The booksellers’ online shops accounted for around 27 percent of sales growth in the online market in the pandemic year, while Amazon only achieved around seven percent. “The combination of a physical bookstore and online trading is obviously what draws people in,” Skipis said. As expected, the online business in particular has given the industry a helping hand, growing by around 21 percent in the pandemic year. This helped the book market to achieve stable total sales: Revenues rose marginally by 0.1 percent and totaled 9.3 billion euros. Skipis calls the fact that the market was still able to make up the sales losses of spring 2020 as a “small sensation”.
Sales over the counter nevertheless suffered: Overall, booksellers’ revenues fell by nine percent. “That is very bitter,” said Skipis. However, this “dark side” of the market development is exclusively due to the pandemic. The retail book trade continues to have the largest market share at 42 percent; thanks to the strong growth, the Internet book trade now accounts for around 24 percent.

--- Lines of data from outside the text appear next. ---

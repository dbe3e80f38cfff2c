use anyhow::{Context, Result};
use ouroboros::self_referencing;

use winit::application::ApplicationHandler;
use winit::dpi::LogicalSize;
use winit::event::WindowEvent;
use winit::event_loop::{ActiveEventLoop, ControlFlow, EventLoop};
use winit::window::{Window, WindowId};

use crate::core::{App as CoreApp, AppControl, FrameCtx, WindowCtx};
use crate::device::{Gpu, GpuInit};

/// Window/runtime configuration.
#[derive(Debug, Clone)]
pub struct RuntimeConfig {
    pub title: String,
    pub initial_size: LogicalSize<f64>,
}

impl Default for RuntimeConfig {
    fn default() -> Self {
        Self {
            title: "tricolor".to_string(),
            initial_size: LogicalSize::new(720.0, 720.0),
        }
    }
}

/// Entry point for the runtime.
///
/// Opens one window, acquires a GPU for it and drives `on_frame` once per
/// display refresh until the window closes or the app asks to exit.
pub struct Runtime;

impl Runtime {
    pub fn run<A>(config: RuntimeConfig, gpu_init: GpuInit, app: A) -> Result<()>
    where
        A: 'static + CoreApp,
    {
        let event_loop = EventLoop::new().context("failed to create winit EventLoop")?;
        let mut state = AppState::new(config, gpu_init, app);

        event_loop
            .run_app(&mut state)
            .context("winit event loop terminated with error")?;

        Ok(())
    }
}

#[self_referencing]
struct WindowEntry {
    window: Window,

    /// `None` when device acquisition failed; the window stays open regardless.
    #[borrows(window)]
    #[covariant]
    gpu: Option<Gpu<'this>>,
}

struct AppState<A>
where
    A: CoreApp + 'static,
{
    config: RuntimeConfig,
    gpu_init: GpuInit,
    app: A,

    window: Option<WindowEntry>,
    exit_requested: bool,
}

impl<A> AppState<A>
where
    A: CoreApp + 'static,
{
    fn new(config: RuntimeConfig, gpu_init: GpuInit, app: A) -> Self {
        Self {
            config,
            gpu_init,
            app,
            window: None,
            exit_requested: false,
        }
    }

    fn request_exit(&mut self, event_loop: &ActiveEventLoop) {
        self.exit_requested = true;
        event_loop.exit();
    }

    fn create_window_entry(&mut self, event_loop: &ActiveEventLoop) -> Result<()> {
        let attrs = Window::default_attributes()
            .with_title(self.config.title.clone())
            .with_inner_size(self.config.initial_size);

        let window = event_loop
            .create_window(attrs)
            .context("failed to create window")?;

        let gpu_init = self.gpu_init.clone();
        let mut device_error: Option<anyhow::Error> = None;

        let entry = WindowEntryBuilder {
            window,
            gpu_builder: |w| match pollster::block_on(Gpu::new(w, gpu_init)) {
                Ok(gpu) => Some(gpu),
                Err(e) => {
                    log::error!("GPU initialization failed: {e:#}");
                    device_error = Some(e);
                    None
                }
            },
        }
        .build();

        let app = &mut self.app;
        entry.with(|fields| {
            let ctx = WindowCtx {
                id: fields.window.id(),
                window: fields.window,
            };
            match (fields.gpu.as_ref(), device_error.as_ref()) {
                (Some(gpu), _) => app.on_device(&ctx, Ok(gpu)),
                (None, Some(err)) => app.on_device(&ctx, Err(err)),
                (None, None) => {
                    let err = anyhow::anyhow!("GPU unavailable");
                    app.on_device(&ctx, Err(&err));
                }
            }
        });

        entry.with_window(|w| w.request_redraw());
        self.window = Some(entry);
        Ok(())
    }

    fn redraw(&mut self, event_loop: &ActiveEventLoop, window_id: WindowId) {
        let Some(entry) = self.window.as_mut() else {
            return;
        };

        let app = &mut self.app;
        let control = entry.with_mut(|fields| {
            let mut ctx = FrameCtx {
                window: WindowCtx {
                    id: window_id,
                    window: fields.window,
                },
                gpu: fields.gpu.as_mut(),
            };
            app.on_frame(&mut ctx)
        });

        if control == AppControl::Exit {
            self.request_exit(event_loop);
        }
    }
}

impl<A> ApplicationHandler for AppState<A>
where
    A: CoreApp + 'static,
{
    fn resumed(&mut self, event_loop: &ActiveEventLoop) {
        if self.window.is_some() {
            return;
        }

        if let Err(e) = self.create_window_entry(event_loop) {
            log::error!("failed to create window: {e:#}");
            self.request_exit(event_loop);
        }
    }

    fn about_to_wait(&mut self, event_loop: &ActiveEventLoop) {
        if self.exit_requested {
            event_loop.exit();
            return;
        }

        // Continuous redraw; FIFO presentation paces it to the display.
        event_loop.set_control_flow(ControlFlow::Wait);
        if let Some(entry) = self.window.as_ref() {
            entry.with_window(|w| w.request_redraw());
        }
    }

    fn window_event(
        &mut self,
        event_loop: &ActiveEventLoop,
        window_id: WindowId,
        event: WindowEvent,
    ) {
        if self.exit_requested {
            event_loop.exit();
            return;
        }

        if self.app.on_window_event(window_id, &event) == AppControl::Exit {
            self.request_exit(event_loop);
            return;
        }

        match &event {
            WindowEvent::CloseRequested => {
                // Dropping the entry releases the surface before the window.
                self.window = None;
                self.request_exit(event_loop);
            }

            WindowEvent::Resized(new_size) => {
                if let Some(entry) = self.window.as_mut() {
                    entry.with_gpu_mut(|gpu| {
                        if let Some(gpu) = gpu {
                            gpu.resize(*new_size);
                        }
                    });
                    entry.with_window(|w| w.request_redraw());
                }
            }

            WindowEvent::ScaleFactorChanged { .. } => {
                if let Some(entry) = self.window.as_mut() {
                    let new_size = entry.with_window(|w| w.inner_size());
                    entry.with_gpu_mut(|gpu| {
                        if let Some(gpu) = gpu {
                            gpu.resize(new_size);
                        }
                    });
                    entry.with_window(|w| w.request_redraw());
                }
            }

            WindowEvent::RedrawRequested => self.redraw(event_loop, window_id),

            _ => {}
        }
    }
}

Difficult race to catch up
Nevertheless, the pandemic year did not manage to get more people interested in books: The number of buyers fell by 1.5 percent. With the exception of 2018, a negative trend has continued since 2012. Of those who read books, around 25 percent said they had read it more frequently during the pandemic, and more than 30 percent of those younger than 29 years said so. “That makes us very optimistic about the future,” said Skipis.
According to Skipis, the “catch-up” trend in sales will be much more difficult this year; the lockdown in 2021 lasted almost twice as long. By the end of June, sales fell by 3.7 percent compared to the pre-Corona half of 2019, and in the retail book trade it is even 22.9 percent. It is difficult to say how the coming months will go. However, through positive developments such as the commitment of booksellers and government support, Skipis sees “a great opportunity to come out of the pandemic stronger”.